(Stored items)
=======

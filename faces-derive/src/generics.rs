//! Generic type parameter handling and trait bound management.
//!
//! Bounds are added as where-predicates on the field types themselves, and only
//! for fields whose type mentions a type parameter. Concrete field types are
//! checked directly where the generated code uses them.
//!
//! ## PhantomData Handling
//!
//! `PhantomData<T>` is a leaf and never walked, so it never contributes a
//! bound:
//!
//! ```ignore
//! struct TypedId<T> {
//!     pub id: String,
//!     pub _marker: PhantomData<T>,  // T should NOT require Reveal
//! }
//! ```

use proc_macro2::TokenStream;
use quote::ToTokens;
use syn::{parse_quote, Ident};

pub(crate) fn collect_generics_from_type(
    ty: &syn::Type,
    generics: &syn::Generics,
    result: &mut Vec<Ident>,
) {
    match ty {
        syn::Type::Path(path) => {
            if let Some(qself) = &path.qself {
                collect_generics_from_type(&qself.ty, generics, result);
            }
            // `T::Assoc` mentions `T` through its first segment.
            if let Some(first) = path.path.segments.first() {
                push_matching_param(&first.ident, generics, result);
            }
            for segment in &path.path.segments {
                if segment.ident == "PhantomData" {
                    continue;
                }
                if let syn::PathArguments::AngleBracketed(args) = &segment.arguments {
                    for arg in &args.args {
                        if let syn::GenericArgument::Type(inner_ty) = arg {
                            collect_generics_from_type(inner_ty, generics, result);
                        }
                    }
                }
            }
        }
        syn::Type::Reference(reference) => {
            collect_generics_from_type(&reference.elem, generics, result);
        }
        syn::Type::Array(array) => collect_generics_from_type(&array.elem, generics, result),
        syn::Type::Slice(slice) => collect_generics_from_type(&slice.elem, generics, result),
        syn::Type::Paren(paren) => collect_generics_from_type(&paren.elem, generics, result),
        syn::Type::Group(group) => collect_generics_from_type(&group.elem, generics, result),
        syn::Type::Tuple(tuple) => {
            for elem in &tuple.elems {
                collect_generics_from_type(elem, generics, result);
            }
        }
        _ => {}
    }
}

fn push_matching_param(ident: &Ident, generics: &syn::Generics, result: &mut Vec<Ident>) {
    for param in generics.type_params() {
        if *ident == param.ident && !result.iter().any(|g| g == &param.ident) {
            result.push(param.ident.clone());
        }
    }
}

/// Returns `true` when `ty` mentions any type parameter of `generics`.
pub(crate) fn mentions_type_params(ty: &syn::Type, generics: &syn::Generics) -> bool {
    let mut found = Vec::new();
    collect_generics_from_type(ty, generics, &mut found);
    !found.is_empty()
}

/// Records `ty` once in `types`, comparing by token representation.
pub(crate) fn push_unique_type(types: &mut Vec<syn::Type>, ty: &syn::Type) {
    let key = ty.to_token_stream().to_string();
    if !types
        .iter()
        .any(|existing| existing.to_token_stream().to_string() == key)
    {
        types.push(ty.clone());
    }
}

/// Adds `Reveal` bounds for walked field types and `Default` bounds for tagged ones.
pub(crate) fn add_field_bounds(
    mut generics: syn::Generics,
    walked_types: &[syn::Type],
    defaulted_types: &[syn::Type],
    crate_root: &TokenStream,
) -> syn::Generics {
    if walked_types.is_empty() && defaulted_types.is_empty() {
        return generics;
    }
    let where_clause = generics.make_where_clause();
    for ty in walked_types {
        where_clause
            .predicates
            .push(parse_quote!(#ty: #crate_root::Reveal));
    }
    for ty in defaulted_types {
        where_clause
            .predicates
            .push(parse_quote!(#ty: ::core::default::Default));
    }
    generics
}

=======

■ WHAT NEEDS TO BE DONE:
Pull every line that holds the string "Reveal" out of the records.

■ ANSWER FOR THIS EXERCISE:
//!     pub _marker: PhantomData<T>,  // T should NOT require Reveal
/// Adds `Reveal` bounds for walked field types and `Default` bounds for tagged ones.
            .push(parse_quote!(#ty: #crate_root::Reveal));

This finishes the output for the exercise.